### Action item:
Of the lines in the data below, write out exactly those from the one holding "pub mod errors;" through the one holding "by ascending id.", both included.

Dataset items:

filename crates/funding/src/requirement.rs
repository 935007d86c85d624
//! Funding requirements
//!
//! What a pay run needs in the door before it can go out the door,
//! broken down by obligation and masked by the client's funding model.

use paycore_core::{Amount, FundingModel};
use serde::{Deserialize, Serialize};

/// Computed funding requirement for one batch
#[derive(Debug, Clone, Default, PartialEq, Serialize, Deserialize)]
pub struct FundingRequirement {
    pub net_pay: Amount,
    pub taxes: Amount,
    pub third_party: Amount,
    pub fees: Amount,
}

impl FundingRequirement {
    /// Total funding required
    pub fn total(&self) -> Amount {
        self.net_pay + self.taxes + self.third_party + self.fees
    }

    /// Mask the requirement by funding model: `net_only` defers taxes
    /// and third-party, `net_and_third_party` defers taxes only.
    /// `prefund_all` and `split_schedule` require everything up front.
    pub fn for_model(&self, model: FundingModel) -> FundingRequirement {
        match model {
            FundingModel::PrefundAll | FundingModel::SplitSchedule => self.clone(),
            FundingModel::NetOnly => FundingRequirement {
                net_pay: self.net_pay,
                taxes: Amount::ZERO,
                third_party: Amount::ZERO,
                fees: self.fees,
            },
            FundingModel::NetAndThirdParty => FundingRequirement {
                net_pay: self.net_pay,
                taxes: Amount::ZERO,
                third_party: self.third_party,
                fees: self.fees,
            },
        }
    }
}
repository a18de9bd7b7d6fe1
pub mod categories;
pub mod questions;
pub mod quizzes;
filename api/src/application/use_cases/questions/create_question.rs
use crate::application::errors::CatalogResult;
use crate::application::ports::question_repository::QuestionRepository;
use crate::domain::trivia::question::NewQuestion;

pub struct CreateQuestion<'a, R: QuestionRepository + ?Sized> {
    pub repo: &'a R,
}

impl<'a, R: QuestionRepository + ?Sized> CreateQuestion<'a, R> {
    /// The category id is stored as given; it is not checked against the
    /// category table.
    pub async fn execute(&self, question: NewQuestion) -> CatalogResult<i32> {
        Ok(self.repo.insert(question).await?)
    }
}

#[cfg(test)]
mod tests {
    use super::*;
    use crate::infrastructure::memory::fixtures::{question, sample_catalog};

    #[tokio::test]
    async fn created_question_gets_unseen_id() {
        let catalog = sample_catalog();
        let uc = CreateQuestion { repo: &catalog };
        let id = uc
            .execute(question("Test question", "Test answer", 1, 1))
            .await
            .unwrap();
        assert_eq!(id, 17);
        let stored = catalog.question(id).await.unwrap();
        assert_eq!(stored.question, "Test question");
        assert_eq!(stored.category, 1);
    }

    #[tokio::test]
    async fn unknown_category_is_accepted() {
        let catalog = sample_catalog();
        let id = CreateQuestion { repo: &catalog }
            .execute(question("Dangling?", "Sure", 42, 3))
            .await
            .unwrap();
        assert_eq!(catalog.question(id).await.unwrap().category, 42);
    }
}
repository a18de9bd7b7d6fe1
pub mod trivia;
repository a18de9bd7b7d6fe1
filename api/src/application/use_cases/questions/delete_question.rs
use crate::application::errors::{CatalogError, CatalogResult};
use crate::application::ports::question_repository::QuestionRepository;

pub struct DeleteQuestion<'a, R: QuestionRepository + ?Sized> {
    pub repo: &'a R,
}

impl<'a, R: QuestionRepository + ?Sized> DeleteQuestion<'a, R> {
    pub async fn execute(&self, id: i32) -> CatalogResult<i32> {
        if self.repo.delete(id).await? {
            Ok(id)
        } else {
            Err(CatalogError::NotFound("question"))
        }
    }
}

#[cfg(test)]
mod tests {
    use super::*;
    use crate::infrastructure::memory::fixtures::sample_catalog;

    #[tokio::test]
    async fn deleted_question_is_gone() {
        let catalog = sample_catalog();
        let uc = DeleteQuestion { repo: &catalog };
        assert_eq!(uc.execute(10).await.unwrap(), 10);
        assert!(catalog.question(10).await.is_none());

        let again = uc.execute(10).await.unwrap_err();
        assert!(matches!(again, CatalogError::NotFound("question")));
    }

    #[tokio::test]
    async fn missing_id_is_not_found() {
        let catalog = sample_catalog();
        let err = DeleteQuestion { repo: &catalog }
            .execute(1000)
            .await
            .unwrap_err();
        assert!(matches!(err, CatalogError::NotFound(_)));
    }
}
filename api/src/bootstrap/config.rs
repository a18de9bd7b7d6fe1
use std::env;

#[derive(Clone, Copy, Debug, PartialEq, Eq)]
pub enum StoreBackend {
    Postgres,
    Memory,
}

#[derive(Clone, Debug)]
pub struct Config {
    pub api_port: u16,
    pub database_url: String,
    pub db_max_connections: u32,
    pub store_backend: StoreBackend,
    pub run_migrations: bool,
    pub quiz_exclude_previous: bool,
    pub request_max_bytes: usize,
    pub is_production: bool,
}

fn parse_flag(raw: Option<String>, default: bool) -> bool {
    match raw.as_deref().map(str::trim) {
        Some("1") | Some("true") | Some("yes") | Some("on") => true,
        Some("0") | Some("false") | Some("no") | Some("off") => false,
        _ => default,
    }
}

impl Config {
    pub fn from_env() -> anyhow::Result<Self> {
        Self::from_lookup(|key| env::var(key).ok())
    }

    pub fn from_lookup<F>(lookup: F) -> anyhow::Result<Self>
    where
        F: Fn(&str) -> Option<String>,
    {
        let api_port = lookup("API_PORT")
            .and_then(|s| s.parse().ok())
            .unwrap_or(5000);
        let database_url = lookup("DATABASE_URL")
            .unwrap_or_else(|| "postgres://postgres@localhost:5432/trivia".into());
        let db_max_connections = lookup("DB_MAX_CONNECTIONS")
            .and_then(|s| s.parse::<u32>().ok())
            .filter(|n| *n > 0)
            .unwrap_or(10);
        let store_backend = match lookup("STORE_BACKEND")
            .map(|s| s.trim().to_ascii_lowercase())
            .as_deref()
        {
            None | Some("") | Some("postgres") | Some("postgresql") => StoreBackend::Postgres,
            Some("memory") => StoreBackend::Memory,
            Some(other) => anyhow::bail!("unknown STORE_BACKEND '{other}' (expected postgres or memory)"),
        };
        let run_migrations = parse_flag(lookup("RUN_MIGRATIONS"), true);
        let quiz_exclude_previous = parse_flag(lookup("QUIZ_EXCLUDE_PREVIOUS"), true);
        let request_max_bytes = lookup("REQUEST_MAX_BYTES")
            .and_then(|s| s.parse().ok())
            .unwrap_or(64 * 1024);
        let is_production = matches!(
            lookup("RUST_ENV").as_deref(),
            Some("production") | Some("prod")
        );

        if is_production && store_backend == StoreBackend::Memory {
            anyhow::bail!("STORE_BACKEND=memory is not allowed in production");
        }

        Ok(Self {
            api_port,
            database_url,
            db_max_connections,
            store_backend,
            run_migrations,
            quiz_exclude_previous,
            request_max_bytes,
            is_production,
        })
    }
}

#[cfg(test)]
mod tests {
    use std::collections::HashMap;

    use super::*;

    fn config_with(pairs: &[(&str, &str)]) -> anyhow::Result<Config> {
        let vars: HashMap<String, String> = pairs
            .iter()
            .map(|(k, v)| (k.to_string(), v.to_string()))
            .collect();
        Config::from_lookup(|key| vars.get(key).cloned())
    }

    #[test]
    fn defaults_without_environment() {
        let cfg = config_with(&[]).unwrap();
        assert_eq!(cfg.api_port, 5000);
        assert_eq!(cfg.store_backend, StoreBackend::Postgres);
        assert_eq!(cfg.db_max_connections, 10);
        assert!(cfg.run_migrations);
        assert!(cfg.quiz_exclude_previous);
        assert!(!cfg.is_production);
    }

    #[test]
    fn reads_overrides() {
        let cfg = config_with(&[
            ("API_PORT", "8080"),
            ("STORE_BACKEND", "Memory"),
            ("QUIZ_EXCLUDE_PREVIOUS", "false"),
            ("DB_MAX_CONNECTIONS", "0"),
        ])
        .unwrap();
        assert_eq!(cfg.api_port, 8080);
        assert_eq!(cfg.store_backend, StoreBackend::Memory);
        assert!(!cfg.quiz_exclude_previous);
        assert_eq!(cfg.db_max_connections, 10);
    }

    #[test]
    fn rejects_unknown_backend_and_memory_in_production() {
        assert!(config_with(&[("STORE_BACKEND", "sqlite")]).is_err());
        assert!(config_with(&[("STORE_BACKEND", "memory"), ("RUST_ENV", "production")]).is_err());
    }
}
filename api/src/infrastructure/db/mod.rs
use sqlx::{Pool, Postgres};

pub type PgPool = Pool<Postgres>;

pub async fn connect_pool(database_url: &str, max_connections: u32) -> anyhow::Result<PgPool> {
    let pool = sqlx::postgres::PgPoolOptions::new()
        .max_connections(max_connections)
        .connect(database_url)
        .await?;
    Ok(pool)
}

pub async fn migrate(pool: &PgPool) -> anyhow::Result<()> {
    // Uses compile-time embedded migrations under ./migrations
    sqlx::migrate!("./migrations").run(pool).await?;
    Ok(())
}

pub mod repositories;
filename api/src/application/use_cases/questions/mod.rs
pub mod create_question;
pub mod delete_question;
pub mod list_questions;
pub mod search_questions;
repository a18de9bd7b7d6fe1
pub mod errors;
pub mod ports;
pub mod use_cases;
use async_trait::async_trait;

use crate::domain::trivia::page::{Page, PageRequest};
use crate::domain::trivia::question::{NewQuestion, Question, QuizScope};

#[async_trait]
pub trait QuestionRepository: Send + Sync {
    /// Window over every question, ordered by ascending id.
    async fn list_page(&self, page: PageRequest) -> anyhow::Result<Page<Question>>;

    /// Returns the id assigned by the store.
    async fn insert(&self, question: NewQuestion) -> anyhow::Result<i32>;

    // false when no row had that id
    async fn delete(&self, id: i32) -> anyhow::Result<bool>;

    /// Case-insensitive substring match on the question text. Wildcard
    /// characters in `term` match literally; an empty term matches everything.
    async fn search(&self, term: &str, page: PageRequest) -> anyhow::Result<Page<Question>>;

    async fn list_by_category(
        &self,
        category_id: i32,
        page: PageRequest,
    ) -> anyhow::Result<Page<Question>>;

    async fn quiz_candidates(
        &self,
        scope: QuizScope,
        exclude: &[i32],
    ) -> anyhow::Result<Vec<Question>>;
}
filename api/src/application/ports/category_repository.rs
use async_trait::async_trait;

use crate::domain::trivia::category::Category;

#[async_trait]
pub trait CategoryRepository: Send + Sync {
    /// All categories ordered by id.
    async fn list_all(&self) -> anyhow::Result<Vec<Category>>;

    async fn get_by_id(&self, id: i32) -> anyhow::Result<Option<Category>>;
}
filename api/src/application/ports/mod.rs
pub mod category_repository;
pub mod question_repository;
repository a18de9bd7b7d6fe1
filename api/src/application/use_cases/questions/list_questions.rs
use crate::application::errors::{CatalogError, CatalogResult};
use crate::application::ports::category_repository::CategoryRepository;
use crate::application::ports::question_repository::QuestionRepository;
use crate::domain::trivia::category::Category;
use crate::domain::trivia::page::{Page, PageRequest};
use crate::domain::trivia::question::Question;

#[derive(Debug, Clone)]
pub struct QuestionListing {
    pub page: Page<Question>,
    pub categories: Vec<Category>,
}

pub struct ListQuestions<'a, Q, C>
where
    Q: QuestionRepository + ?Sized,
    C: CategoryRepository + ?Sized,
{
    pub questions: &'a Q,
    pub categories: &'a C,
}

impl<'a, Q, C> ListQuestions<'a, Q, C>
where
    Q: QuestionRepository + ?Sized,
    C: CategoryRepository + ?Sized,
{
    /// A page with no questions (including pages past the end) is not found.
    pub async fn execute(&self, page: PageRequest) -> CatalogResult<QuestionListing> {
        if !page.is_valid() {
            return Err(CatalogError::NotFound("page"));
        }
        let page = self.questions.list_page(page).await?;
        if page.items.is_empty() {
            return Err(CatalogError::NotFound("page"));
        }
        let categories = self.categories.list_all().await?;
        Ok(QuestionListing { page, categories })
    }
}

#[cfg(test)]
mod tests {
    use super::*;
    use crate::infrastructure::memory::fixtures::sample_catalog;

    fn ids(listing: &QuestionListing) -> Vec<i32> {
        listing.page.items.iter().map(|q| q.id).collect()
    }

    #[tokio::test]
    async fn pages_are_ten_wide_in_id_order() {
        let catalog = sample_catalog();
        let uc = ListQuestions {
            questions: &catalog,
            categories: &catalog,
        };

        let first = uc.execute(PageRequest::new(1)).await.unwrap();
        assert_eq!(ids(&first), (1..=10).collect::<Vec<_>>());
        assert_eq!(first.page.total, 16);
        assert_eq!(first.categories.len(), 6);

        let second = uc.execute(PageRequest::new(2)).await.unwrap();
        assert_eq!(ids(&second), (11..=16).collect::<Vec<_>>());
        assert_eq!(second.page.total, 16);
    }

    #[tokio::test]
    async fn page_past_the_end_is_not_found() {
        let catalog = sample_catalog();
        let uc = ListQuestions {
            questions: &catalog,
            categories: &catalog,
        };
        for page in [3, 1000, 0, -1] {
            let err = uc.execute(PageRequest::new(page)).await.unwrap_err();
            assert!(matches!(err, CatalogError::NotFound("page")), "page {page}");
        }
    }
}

### Solution to this exercise:
pub mod errors;
pub mod ports;
pub mod use_cases;
use async_trait::async_trait;

use crate::domain::trivia::page::{Page, PageRequest};
use crate::domain::trivia::question::{NewQuestion, Question, QuizScope};

#[async_trait]
pub trait QuestionRepository: Send + Sync {
    /// Window over every question, ordered by ascending id.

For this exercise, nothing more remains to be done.